Certo é que Mulher rendeira já era
cantada no sertão antes de Zé do Norte ser
dado como gente na então capital federal. Há
quem diga que seu autor é Virgolino Ferreira
da Silva, o temido cangaceiro Lampião. Mas é
mais provável que tenha sido adaptada e
recebido acréscimos ao longo do tempo. E não
é de todo improvável que algumas estrofes
tenham sido criadas por aquele que a
adotaria como obra dele.
De qualquer maneira, a cantiga foi o ponto
de partida da carreira artística que
catapultou Alfredo Ricardo do Nascimento
para a fama como Zé do Norte. Boa praça, com
muita verve, ele se tinha tornado amigo de
intelectuais cariocas. Cantando uma embolada
que fez imenso sucesso no espetáculo
Aldeia Portuguesa, aproximou-se de
Joracy Camargo, letrista musical e autor do
maior êxito de bilheteria do teatro na
virada dos anos 40 para os 50: Deus lhe
pague, protagonizado por Procópio
Ferreira.
Pelas mãos de outra escritora e jornalista
renomada, a cearense Rachel de Queiroz, foi
indicado para a equipe da produção
cinematográfica de O cangaceiro,
dirigida pelo paulista Lima Barreto, como
consultor de prosódia sertaneja. Terminou
sendo o “autor” da trilha sonora,
interpretada por Vanja Orico, também atriz e
filha de um político renomado da época,
Osvaldo Orico. O sucesso da fita em Cannes e
nas bilheterias e da trilha elevou Zé do
Norte ao Olimpo do cancioneiro popular
nacional.
Vanja, assim como Elba Ramalho, Geraldinho
Azevedo, Sandra Belê e Zé Paulo Medeiros,
tem participação especial no belíssimo CD de
Socorro Lira. Divide a interpretação de
Sodade, meu bem, sodade, uma obra-prima
do lirismo musical sertanejo que, graças ao
talento e à esperteza de Zé do Norte, se
imortalizou.

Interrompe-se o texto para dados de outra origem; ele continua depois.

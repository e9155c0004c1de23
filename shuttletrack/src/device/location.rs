//! Device location provider.

use std::fmt;
use std::time::Duration;

use thiserror::Error;

use crate::store::BoxFuture;

/// One position fix reported by the device.
#[derive(Debug, Clone, PartialEq)]
pub struct LocationFix {
    pub latitude: f64,
    pub longitude: f64,
    /// Horizontal accuracy radius in metres.
    pub accuracy: Option<f64>,
    /// Ground speed in metres per second.
    pub speed: Option<f64>,
    /// Heading in degrees from true north.
    pub heading: Option<f64>,
    /// Device time of the fix in epoch milliseconds.
    pub timestamp_ms: i64,
}

impl LocationFix {
    /// Fix with position only.
    pub fn at(latitude: f64, longitude: f64) -> Self {
        Self {
            latitude,
            longitude,
            accuracy: None,
            speed: None,
            heading: None,
            timestamp_ms: 0,
        }
    }

    pub fn with_speed(mut self, speed: f64) -> Self {
        self.speed = Some(speed);
        self
    }

    pub fn with_accuracy(mut self, accuracy: f64) -> Self {
        self.accuracy = Some(accuracy);
        self
    }

    pub fn with_heading(mut self, heading: f64) -> Self {
        self.heading = Some(heading);
        self
    }

    pub fn with_timestamp(mut self, timestamp_ms: i64) -> Self {
        self.timestamp_ms = timestamp_ms;
        self
    }

    /// Reported speed, treating a missing or invalid value as stationary.
    pub fn speed_or_zero(&self) -> f64 {
        match self.speed {
            Some(s) if s.is_finite() && s > 0.0 => s,
            _ => 0.0,
        }
    }
}

/// Requested positioning accuracy.
#[derive(Debug, Clone, Copy, PartialEq, Eq, Default)]
pub enum Accuracy {
    Low,
    Balanced,
    #[default]
    High,
}

/// Parameters of a one-shot position read.
#[derive(Debug, Clone, Copy, PartialEq)]
pub struct PositionRequest {
    pub accuracy: Accuracy,
    /// Give up after this long.
    pub timeout: Duration,
    /// A cached fix younger than this may be returned.
    pub max_age: Duration,
}

impl PositionRequest {
    pub fn high_accuracy(timeout: Duration, max_age: Duration) -> Self {
        Self {
            accuracy: Accuracy::High,
            timeout,
            max_age,
        }
    }
}

/// Outcome of a permission prompt.
#[derive(Debug, Clone, Copy, PartialEq, Eq)]
pub enum PermissionStatus {
    Granted,
    Denied,
    Undetermined,
}

impl PermissionStatus {
    pub fn is_granted(self) -> bool {
        self == PermissionStatus::Granted
    }
}

impl fmt::Display for PermissionStatus {
    fn fmt(&self, f: &mut fmt::Formatter<'_>) -> fmt::Result {
        match self {
            PermissionStatus::Granted => write!(f, "granted"),
            PermissionStatus::Denied => write!(f, "denied"),
            PermissionStatus::Undetermined => write!(f, "undetermined"),
        }
    }
}

/// Errors from a position read.
#[derive(Debug, Clone, PartialEq, Error)]
pub enum LocationError {
    #[error("Location permission denied")]
    PermissionDenied,

    #[error("Location services are disabled")]
    ServicesDisabled,

    #[error("Timed out waiting for a location fix")]
    Timeout,

    #[error("Location is unavailable on this device")]
    Unavailable,

    #[error("Location error: {0}")]
    Other(String),
}

/// Access to the device's positioning hardware.
pub trait LocationProvider: Send + Sync {
    fn request_foreground_permission(&self) -> BoxFuture<'_, PermissionStatus>;

    fn request_background_permission(&self) -> BoxFuture<'_, PermissionStatus>;

    fn has_services_enabled(&self) -> BoxFuture<'_, bool>;

    fn current_position(
        &self,
        request: PositionRequest,
    ) -> BoxFuture<'_, Result<LocationFix, LocationError>>;
}
//! Producer error taxonomy.

use std::fmt;

use thiserror::Error;

use super::write::WriteError;
use crate::device::{LocationError, RegistrationError};
use crate::record::InvalidCoordinates;
use crate::store::{FlagStoreError, StoreError};

/// Which location permission was refused.
#[derive(Debug, Clone, Copy, PartialEq, Eq)]
pub enum PermissionKind {
    Foreground,
    Background,
}

impl fmt::Display for PermissionKind {
    fn fmt(&self, f: &mut fmt::Formatter<'_>) -> fmt::Result {
        match self {
            PermissionKind::Foreground => write!(f, "foreground"),
            PermissionKind::Background => write!(f, "background"),
        }
    }
}

/// Errors from starting, stopping or reconfiguring a sharing session.
#[derive(Debug, Error)]
pub enum ShareError {
    #[error("No authenticated user")]
    NotAuthenticated,

    #[error("Bus name cannot be empty")]
    EmptyLabel,

    #[error("Already sharing location for {label}")]
    AlreadySharing { label: String },

    #[error("A start or stop operation is already in progress")]
    OperationInProgress,

    #[error("Cannot switch from {current} to {requested} while sharing")]
    BusChangeWhileSharing { current: String, requested: String },

    #[error("{0} location permission denied")]
    PermissionDenied(PermissionKind),

    #[error("Location services are disabled")]
    ServicesDisabled,

    #[error("Timed out acquiring initial location")]
    LocationTimeout,

    #[error("Location unavailable")]
    LocationUnavailable,

    #[error("Invalid coordinates: ({latitude}, {longitude})")]
    InvalidCoordinates { latitude: f64, longitude: f64 },

    #[error("Sharing was cancelled before it started")]
    Cancelled,

    #[error("Background task is not registered")]
    TaskNotRegistered,

    #[error("Stored bus name did not read back: expected {expected:?}, found {found:?}")]
    StorageVerification {
        expected: String,
        found: Option<String>,
    },

    #[error("Flag store error: {0}")]
    Flags(#[from] FlagStoreError),

    #[error("Background registration error: {0}")]
    Registration(#[from] RegistrationError),

    #[error("Store write failed: {0}")]
    StoreWrite(#[from] StoreError),
}

impl From<InvalidCoordinates> for ShareError {
    fn from(e: InvalidCoordinates) -> Self {
        ShareError::InvalidCoordinates {
            latitude: e.latitude,
            longitude: e.longitude,
        }
    }
}

impl From<LocationError> for ShareError {
    fn from(e: LocationError) -> Self {
        match e {
            LocationError::PermissionDenied => ShareError::PermissionDenied(PermissionKind::Foreground),
            LocationError::ServicesDisabled => ShareError::ServicesDisabled,
            LocationError::Timeout => ShareError::LocationTimeout,
            LocationError::Unavailable | LocationError::Other(_) => ShareError::LocationUnavailable,
        }
    }
}

impl From<WriteError> for ShareError {
    fn from(e: WriteError) -> Self {
        match e {
            WriteError::Cancelled => ShareError::Cancelled,
            WriteError::Exhausted { source, .. } | WriteError::Rejected(source) => {
                ShareError::StoreWrite(source)
            }
        }
    }
}

impl ShareError {
    /// Actionable text for the user.
    pub fn user_message(&self) -> String {
        match self {
            ShareError::NotAuthenticated => "Please sign in to share location.".to_string(),
            ShareError::EmptyLabel => "Please select a bus name.".to_string(),
            ShareError::AlreadySharing { label } => {
                format!("You are already sharing location for {}", label)
            }
            ShareError::OperationInProgress => {
                "Please wait for the current operation to finish.".to_string()
            }
            ShareError::BusChangeWhileSharing { .. } => {
                "Please stop sharing before selecting a different bus.".to_string()
            }
            ShareError::PermissionDenied(PermissionKind::Foreground) => {
                "Location permission is required to share your location.".to_string()
            }
            ShareError::PermissionDenied(PermissionKind::Background) => {
                "Please grant 'Allow all the time' in App settings for continuous sharing."
                    .to_string()
            }
            ShareError::ServicesDisabled => {
                "Please enable location services in your device settings.".to_string()
            }
            ShareError::LocationTimeout => {
                "Could not get your location. Make sure GPS is enabled and you're not indoors."
                    .to_string()
            }
            ShareError::LocationUnavailable => "GPS is not available on this device.".to_string(),
            ShareError::InvalidCoordinates { .. } => {
                "The device reported an invalid position. Please try again.".to_string()
            }
            ShareError::Cancelled => "Sharing was cancelled.".to_string(),
            ShareError::TaskNotRegistered => {
                "Background task not registered. Please restart the app.".to_string()
            }
            ShareError::StorageVerification { .. } | ShareError::Flags(_) => {
                "Failed to save bus name. Please try again.".to_string()
            }
            ShareError::Registration(_) => {
                "Failed to start background location updates. Please try again.".to_string()
            }
            ShareError::StoreWrite(e) if e.is_transient() => {
                "Network error. Check your internet connection.".to_string()
            }
            ShareError::StoreWrite(e) => format!("Error: {}", e),
        }
    }

    /// Whether the user should be pointed at the system settings.
    pub fn needs_settings(&self) -> bool {
        matches!(
            self,
            ShareError::PermissionDenied(_) | ShareError::ServicesDisabled
        )
    }
}

#[cfg(test)]
mod tests {
    use super::*;

    #[test]
    fn test_location_error_mapping() {
        assert!(matches!(
            ShareError::from(LocationError::Timeout),
            ShareError::LocationTimeout
        ));
        assert!(matches!(
            ShareError::from(LocationError::Unavailable),
            ShareError::LocationUnavailable
        ));
        assert!(matches!(
            ShareError::from(LocationError::ServicesDisabled),
            ShareError::ServicesDisabled
        ));
    }

    #[test]
    fn test_user_messages() {
        assert!(ShareError::PermissionDenied(PermissionKind::Background)
            .user_message()
            .contains("Allow all the time"));
        assert!(ShareError::StoreWrite(StoreError::Timeout)
            .user_message()
            .contains("internet"));
        assert!(ShareError::StoreWrite(StoreError::PermissionDenied("rules".into()))
            .user_message()
            .starts_with("Error:"));
        assert_eq!(
            ShareError::AlreadySharing { label: "Surma".into() }.user_message(),
            "You are already sharing location for Surma"
        );
    }

    #[test]
    fn test_needs_settings() {
        assert!(ShareError::ServicesDisabled.needs_settings());
        assert!(ShareError::PermissionDenied(PermissionKind::Foreground).needs_settings());
        assert!(!ShareError::LocationTimeout.needs_settings());
    }
}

E, mercê da sensibilidade de
Socorro Lira, encanta ouvintes de hoje, como
antes já fizera.
Morto aos 71 anos, em 1979, Alfredo Ricardo
do Nascimento levou para o túmulo o segredo
do que seu heterônimo Zé do Norte realmente
compôs ou do que retirou do limbo do
anonimato nas brenhas para projetar na
glória das execuções no rádio e na televisão
pelo mundão além das porteiras do sertão.
Socorro Lira, com a ajuda do pesquisador
Assis Ângelo, outro paraibano, resgatou a
obra e a saga de seu conterrâneo, mostrando
que cada canção, por ele composta ou trazida
a lume, vale esse preito à alegria, à
malícia e à criatividade do sertanejo que,
escolado nas manhas de sobreviver, fez-se
malandro
carioca
de escol, chapéu de feltro e cachecol.